→ Exercise input
=== Section Start ===
use std::fmt;
use std::path::PathBuf;

use fantrax_core::schedule::{PostingSchedule, DEFAULT_TIME, DEFAULT_TIMEZONE, DEFAULT_WEEKDAYS};

/// Used when `ADMIN_PASSWORD` is unset. Startup logs a warning.
pub const DEFAULT_ADMIN_PASSWORD: &str = "admin";

/// Log output format selected by `LOG_FORMAT`.
#[derive(Debug, Clone, Copy, PartialEq, Eq)]
pub enum LogFormat {
    Text,
    Json,
}

/// Bot credentials. Both parts must be present for posting to be enabled.
#[derive(Clone)]
pub struct TelegramConfig {
    pub bot_token: String,
    pub chat_id: String,
}

impl fmt::Debug for TelegramConfig {
    fn fmt(&self, f: &mut fmt::Formatter<'_>) -> fmt::Result {
        f.debug_struct("TelegramConfig")
            .field("bot_token", &"<redacted>")
            .field("chat_id", &self.chat_id)
            .finish()
    }
}

/// Server configuration loaded from environment variables.
///
/// All fields have defaults suitable for local development.
#[derive(Clone)]
pub struct ServerConfig {
    /// Bind address (default: `0.0.0.0`).
    pub host: String,
    /// Bind port (default: `8000`).
    pub port: u16,
    /// Allowed CORS origins, parsed from comma-separated `CORS_ORIGINS`.
    pub cors_origins: Vec<String>,
    /// HTTP request timeout in seconds (default: `30`).
    pub request_timeout_secs: u64,
    pub database_url: String,
    /// `None` disables posting entirely.
    pub telegram: Option<TelegramConfig>,
    /// Shared code submitters must know.
    pub access_code: String,
    pub admin_password: String,
    pub schedule: PostingSchedule,
    /// Directory holding `index.html` and the form assets.
    pub static_dir: PathBuf,
    pub log_format: LogFormat,
}

impl fmt::Debug for ServerConfig {
    fn fmt(&self, f: &mut fmt::Formatter<'_>) -> fmt::Result {
        f.debug_struct("ServerConfig")
            .field("host", &self.host)
            .field("port", &self.port)
            .field("cors_origins", &self.cors_origins)
            .field("request_timeout_secs", &self.request_timeout_secs)
            .field("telegram", &self.telegram)
            .field("schedule", &self.schedule.to_string())
            .field("static_dir", &self.static_dir)
            .field("log_format", &self.log_format)
            .finish_non_exhaustive()
    }
}

impl ServerConfig {
    /// Load configuration from environment variables with defaults.
    ///
    /// | Env Var                | Default                              |
    /// |------------------------|--------------------------------------|
    /// | `HOST`                 | `0.0.0.0`                            |
    /// | `PORT`                 | `8000`                               |
    /// | `CORS_ORIGINS`         | `http://localhost:8000`              |
    /// | `REQUEST_TIMEOUT_SECS` | `30`                                 |
    /// | `DATABASE_URL`         | `postgres://localhost/indie_fantrax` |
    /// | `TELEGRAM_BOT_TOKEN`   | unset (posting disabled)             |
    /// | `TELEGRAM_CHAT_ID`     | unset (posting disabled)             |
    /// | `ACCESS_CODE`          | `music123`                           |
    /// | `ADMIN_PASSWORD`       | `admin`                              |
    /// | `TIMEZONE`             | `Europe/London`                      |
    /// | `POST_WEEKDAYS`        | `mon,wed,fri`                        |
    /// | `POST_TIME`            | `07:00`                              |
    /// | `STATIC_DIR`           | `static`                             |
    /// | `LOG_FORMAT`           | `text` (`json` for JSON lines)       |
    ///
    /// Panics on invalid values so misconfiguration fails at startup.
    pub fn from_env() -> Self {
        Self::from_lookup(|key| std::env::var(key).ok())
    }

    /// Same as [`from_env`](Self::from_env) with an arbitrary variable source.
    pub fn from_lookup(get: impl Fn(&str) -> Option<String>) -> Self {
        // Empty values count as unset.
        let var = |key: &str| get(key).filter(|v| !v.trim().is_empty());
        let var_or = |key: &str, default: &str| var(key).unwrap_or_else(|| default.to_string());

        let host = var_or("HOST", "0.0.0.0");

        let port: u16 = var_or("PORT", "8000")
            .parse()
            .expect("PORT must be a valid u16");

        let cors_origins: Vec<String> = var_or("CORS_ORIGINS", "http://localhost:8000")
            .split(',')
            .map(|s| s.trim().to_string())
            .filter(|s| !s.is_empty())
            .collect();

        let request_timeout_secs: u64 = var_or("REQUEST_TIMEOUT_SECS", "30")
            .parse()
            .expect("REQUEST_TIMEOUT_SECS must be a valid u64");

        let database_url = var_or("DATABASE_URL", "postgres://localhost/indie_fantrax");

        let telegram = match (var("TELEGRAM_BOT_TOKEN"), var("TELEGRAM_CHAT_ID")) {
            (Some(bot_token), Some(chat_id)) => Some(TelegramConfig { bot_token, chat_id }),
            _ => None,
        };

        let schedule = PostingSchedule::parse(
            &var_or("POST_WEEKDAYS", DEFAULT_WEEKDAYS),
            &var_or("POST_TIME", DEFAULT_TIME),
            &var_or("TIMEZONE", DEFAULT_TIMEZONE),
        )
        .unwrap_or_else(|e| panic!("Invalid posting schedule: {e}"));

        let log_format = match var_or("LOG_FORMAT", "text").to_ascii_lowercase().as_str() {
            "text" => LogFormat::Text,
            "json" => LogFormat::Json,
            other => panic!("LOG_FORMAT must be 'text' or 'json', got '{other}'"),
        };

        Self {
            host,
            port,
            cors_origins,
            request_timeout_secs,
            database_url,
            telegram,
            access_code: var_or("ACCESS_CODE", "music123"),
            admin_password: var_or("ADMIN_PASSWORD", DEFAULT_ADMIN_PASSWORD),
            schedule,
            static_dir: PathBuf::from(var_or("STATIC_DIR", "static")),
            log_format,
        }
    }

    pub fn uses_default_admin_password(&self) -> bool {
        self.admin_password == DEFAULT_ADMIN_PASSWORD
    }
}

// ---------------------------------------------------------------------------
// Tests
// ---------------------------------------------------------------------------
=== Section End ===
→ Assigned task
Starting with the first record, copy everything through the final one exactly.

→ Response
use std::fmt;
use std::path::PathBuf;

use fantrax_core::schedule::{PostingSchedule, DEFAULT_TIME, DEFAULT_TIMEZONE, DEFAULT_WEEKDAYS};

/// Used when `ADMIN_PASSWORD` is unset. Startup logs a warning.
pub const DEFAULT_ADMIN_PASSWORD: &str = "admin";

/// Log output format selected by `LOG_FORMAT`.
#[derive(Debug, Clone, Copy, PartialEq, Eq)]
pub enum LogFormat {
    Text,
    Json,
}

/// Bot credentials. Both parts must be present for posting to be enabled.
#[derive(Clone)]
pub struct TelegramConfig {
    pub bot_token: String,
    pub chat_id: String,
}

impl fmt::Debug for TelegramConfig {
    fn fmt(&self, f: &mut fmt::Formatter<'_>) -> fmt::Result {
        f.debug_struct("TelegramConfig")
            .field("bot_token", &"<redacted>")
            .field("chat_id", &self.chat_id)
            .finish()
    }
}

/// Server configuration loaded from environment variables.
///
/// All fields have defaults suitable for local development.
#[derive(Clone)]
pub struct ServerConfig {
    /// Bind address (default: `0.0.0.0`).
    pub host: String,
    /// Bind port (default: `8000`).
    pub port: u16,
    /// Allowed CORS origins, parsed from comma-separated `CORS_ORIGINS`.
    pub cors_origins: Vec<String>,
    /// HTTP request timeout in seconds (default: `30`).
    pub request_timeout_secs: u64,
    pub database_url: String,
    /// `None` disables posting entirely.
    pub telegram: Option<TelegramConfig>,
    /// Shared code submitters must know.
    pub access_code: String,
    pub admin_password: String,
    pub schedule: PostingSchedule,
    /// Directory holding `index.html` and the form assets.
    pub static_dir: PathBuf,
    pub log_format: LogFormat,
}

impl fmt::Debug for ServerConfig {
    fn fmt(&self, f: &mut fmt::Formatter<'_>) -> fmt::Result {
        f.debug_struct("ServerConfig")
            .field("host", &self.host)
            .field("port", &self.port)
            .field("cors_origins", &self.cors_origins)
            .field("request_timeout_secs", &self.request_timeout_secs)
            .field("telegram", &self.telegram)
            .field("schedule", &self.schedule.to_string())
            .field("static_dir", &self.static_dir)
            .field("log_format", &self.log_format)
            .finish_non_exhaustive()
    }
}

impl ServerConfig {
    /// Load configuration from environment variables with defaults.
    ///
    /// | Env Var                | Default                              |
    /// |------------------------|--------------------------------------|
    /// | `HOST`                 | `0.0.0.0`                            |
    /// | `PORT`                 | `8000`                               |
    /// | `CORS_ORIGINS`         | `http://localhost:8000`              |
    /// | `REQUEST_TIMEOUT_SECS` | `30`                                 |
    /// | `DATABASE_URL`         | `postgres://localhost/indie_fantrax` |
    /// | `TELEGRAM_BOT_TOKEN`   | unset (posting disabled)             |
    /// | `TELEGRAM_CHAT_ID`     | unset (posting disabled)             |
    /// | `ACCESS_CODE`          | `music123`                           |
    /// | `ADMIN_PASSWORD`       | `admin`                              |
    /// | `TIMEZONE`             | `Europe/London`                      |
    /// | `POST_WEEKDAYS`        | `mon,wed,fri`                        |
    /// | `POST_TIME`            | `07:00`                              |
    /// | `STATIC_DIR`           | `static`                             |
    /// | `LOG_FORMAT`           | `text` (`json` for JSON lines)       |
    ///
    /// Panics on invalid values so misconfiguration fails at startup.
    pub fn from_env() -> Self {
        Self::from_lookup(|key| std::env::var(key).ok())
    }

    /// Same as [`from_env`](Self::from_env) with an arbitrary variable source.
    pub fn from_lookup(get: impl Fn(&str) -> Option<String>) -> Self {
        // Empty values count as unset.
        let var = |key: &str| get(key).filter(|v| !v.trim().is_empty());
        let var_or = |key: &str, default: &str| var(key).unwrap_or_else(|| default.to_string());

        let host = var_or("HOST", "0.0.0.0");

        let port: u16 = var_or("PORT", "8000")
            .parse()
            .expect("PORT must be a valid u16");

        let cors_origins: Vec<String> = var_or("CORS_ORIGINS", "http://localhost:8000")
            .split(',')
            .map(|s| s.trim().to_string())
            .filter(|s| !s.is_empty())
            .collect();

        let request_timeout_secs: u64 = var_or("REQUEST_TIMEOUT_SECS", "30")
            .parse()
            .expect("REQUEST_TIMEOUT_SECS must be a valid u64");

        let database_url = var_or("DATABASE_URL", "postgres://localhost/indie_fantrax");

        let telegram = match (var("TELEGRAM_BOT_TOKEN"), var("TELEGRAM_CHAT_ID")) {
            (Some(bot_token), Some(chat_id)) => Some(TelegramConfig { bot_token, chat_id }),
            _ => None,
        };

        let schedule = PostingSchedule::parse(
            &var_or("POST_WEEKDAYS", DEFAULT_WEEKDAYS),
            &var_or("POST_TIME", DEFAULT_TIME),
            &var_or("TIMEZONE", DEFAULT_TIMEZONE),
        )
        .unwrap_or_else(|e| panic!("Invalid posting schedule: {e}"));

        let log_format = match var_or("LOG_FORMAT", "text").to_ascii_lowercase().as_str() {
            "text" => LogFormat::Text,
            "json" => LogFormat::Json,
            other => panic!("LOG_FORMAT must be 'text' or 'json', got '{other}'"),
        };

        Self {
            host,
            port,
            cors_origins,
            request_timeout_secs,
            database_url,
            telegram,
            access_code: var_or("ACCESS_CODE", "music123"),
            admin_password: var_or("ADMIN_PASSWORD", DEFAULT_ADMIN_PASSWORD),
            schedule,
            static_dir: PathBuf::from(var_or("STATIC_DIR", "static")),
            log_format,
        }
    }

    pub fn uses_default_admin_password(&self) -> bool {
        self.admin_password == DEFAULT_ADMIN_PASSWORD
    }
}

// ---------------------------------------------------------------------------
// Tests
// ---------------------------------------------------------------------------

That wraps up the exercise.